Fault diagnosis of diesel engine motor systems based on empirical pattern decomposition and support vector machines
摘要
Motor systems in Diesel engines exhibit complex vibration characteristics due to coupled mechanical–electrical interactions. Faults such as bearing degradation, bolt looseness, and shaft imbalance cause non-stationary vibration components across multiple frequency bands. The conventional method of spectrum analysis struggles to isolate the unique component of the problem in motor fault diagnosis. The current fault diagnostic approaches are inadequate in distinguishing among the many failure modes associated with the fault component. This paper proposes a hybrid CEEMD–TQWT–MKSVM framework for precise fault diagnosis of Diesel engine motors. Complementary Ensemble Empirical Mode Decomposition (CEEMD) suppresses mode mixing and decomposes the raw vibration signals into seven intrinsic mode functions (IMFs), while the Tunable Q-Factor Wavelet Transform (TQWT) adaptively enhances transient impact and harmonic features. Statistical energy and entropy-based descriptors are extracted from each subband and used as input to a Multi-Kernel Support Vector Machine (MKSVM) classifier combining RBF and Polynomial kernels.
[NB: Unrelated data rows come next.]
//! Calendar conventions
//!
//! All bucket arithmetic happens in whole minutes elapsed since
//! 1970-01-01T00:00 *in the configured calendar*. Under the noleap
//! convention every year has 365 days, so a model year is always
//! 525 600 minutes long and 29 February does not exist.

use chrono::{Datelike, NaiveDate, NaiveDateTime, Timelike};
use serde::{Deserialize, Serialize};

use crate::error::{Error, Result};

const MINUTES_PER_DAY: i64 = 1440;
/// `num_days_from_ce` of 1970-01-01
const EPOCH_DAYS_FROM_CE: i64 = 719_163;
/// Days before the first of each month in a 365-day year
const NOLEAP_CUMULATIVE: [i64; 13] = [0, 31, 59, 90, 120, 151, 181, 212, 243, 273, 304, 334, 365];

/// Calendar used to interpret timestamps
#[derive(Clone, Copy, Debug, Default, PartialEq, Eq, Hash, Serialize, Deserialize)]
#[serde(rename_all = "snake_case")]
pub enum Calendar {
    /// Proleptic Gregorian with leap years
    #[default]
    #[serde(alias = "standard", alias = "proleptic_gregorian")]
    Gregorian,
    /// Fixed 365-day years
    #[serde(alias = "365_day")]
    NoLeap,
}

impl Calendar {
    pub fn as_str(&self) -> &'static str {
        match self {
            Calendar::Gregorian => "gregorian",
            Calendar::NoLeap => "noleap",
        }
    }

    /// Check that a timestamp exists in this calendar and sits on a whole minute.
    pub fn validate(&self, timestamp: NaiveDateTime) -> Result<()> {
        if timestamp.second() != 0 || timestamp.nanosecond() != 0 {
            return Err(Error::InvalidTimestamp {
                timestamp,
                reason: "timestamps must fall on a whole minute".into(),
            });
        }
        if *self == Calendar::NoLeap && timestamp.month() == 2 && timestamp.day() == 29 {
            return Err(Error::InvalidTimestamp {
                timestamp,
                reason: "29 February does not exist in the noleap calendar".into(),
            });
        }
        Ok(())
    }

    /// Minutes elapsed since 1970-01-01T00:00 in this calendar
    pub fn minutes_since_epoch(&self, timestamp: NaiveDateTime) -> i64 {
        let date = timestamp.date();
        let days = match self {
            Calendar::Gregorian => date.num_days_from_ce() as i64 - EPOCH_DAYS_FROM_CE,
            Calendar::NoLeap => {
                (date.year() as i64 - 1970) * 365
                    + NOLEAP_CUMULATIVE[date.month0() as usize]
                    + date.day0() as i64
            }
        };
        days * MINUTES_PER_DAY + timestamp.hour() as i64 * 60 + timestamp.minute() as i64
    }

    /// Inverse of [`minutes_since_epoch`](Self::minutes_since_epoch)
    ///
    /// Returns `None` when the result is outside chrono's representable range.
    pub fn from_minutes(&self, minutes: i64) -> Option<NaiveDateTime> {
        let days = minutes.div_euclid(MINUTES_PER_DAY);
        let minute_of_day = minutes.rem_euclid(MINUTES_PER_DAY);

        let date = match self {
            Calendar::Gregorian => {
                let days_from_ce = i32::try_from(days + EPOCH_DAYS_FROM_CE).ok()?;
                NaiveDate::from_num_days_from_ce_opt(days_from_ce)?
            }
            Calendar::NoLeap => {
                let year = 1970 + days.div_euclid(365);
                let day_of_year = days.rem_euclid(365);
                let month0 = NOLEAP_CUMULATIVE
                    .iter()
                    .rposition(|&start| start <= day_of_year)?;
                let day = day_of_year - NOLEAP_CUMULATIVE[month0] + 1;
                NaiveDate::from_ymd_opt(
                    i32::try_from(year).ok()?,
                    month0 as u32 + 1,
                    day as u32,
                )?
            }
        };

        date.and_hms_opt((minute_of_day / 60) as u32, (minute_of_day % 60) as u32, 0)
    }

    /// Midnight on the first day of a month, after stepping `months` forward
    /// from (`year`, `month`).
    pub fn month_start(&self, year: i32, month: u32, months: i64) -> Option<NaiveDateTime> {
        let index = year as i64 * 12 + (month as i64 - 1) + months;
        let year = i32::try_from(index.div_euclid(12)).ok()?;
        let month = index.rem_euclid(12) as u32 + 1;
        NaiveDate::from_ymd_opt(year, month, 1)?.and_hms_opt(0, 0, 0)
    }

    pub fn days_in_month(&self, year: i32, month: u32) -> u32 {
        match month {
            4 | 6 | 9 | 11 => 30,
            2 => match self {
                Calendar::Gregorian if is_leap_year(year) => 29,
                _ => 28,
            },
            _ => 31,
        }
    }
}

impl std::fmt::Display for Calendar {
    fn fmt(&self, f: &mut std::fmt::Formatter<'_>) -> std::fmt::Result {
        f.write_str(self.as_str())
    }
}

fn is_leap_year(year: i32) -> bool {
    (year % 4 == 0 && year % 100 != 0) || year % 400 == 0
}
The results of the experiments demonstrate that the combination of CEEMD and TQWT is capable of efficiently removing modal aliasing and obtaining IMF components that clearly characterize the fault characteristics. When compared to the approaches that are currently in use, the Multi-kernel support vector machine has shown an improvement in fault diagnostic accuracy, which has increased from 77.5% to 87.6%. Experimental analysis over 34 signal groups under four operating conditions (normal, imbalance, bolt loosening, bearing wear) shows that the proposed model achieves an average classification accuracy of 87.6%, outperforming single-kernel SVMs (accuracy ≤ 76.5%) and EMD-based approaches (accuracy ≈ 73%). The method also demonstrates a cross-validation variance < 1.8%, indicating high reliability. The results confirm that CEEMD–TQWT enhances feature separability in time–frequency space, while MKSVM provides stable fault recognition suitable for real-time Diesel engine monitoring.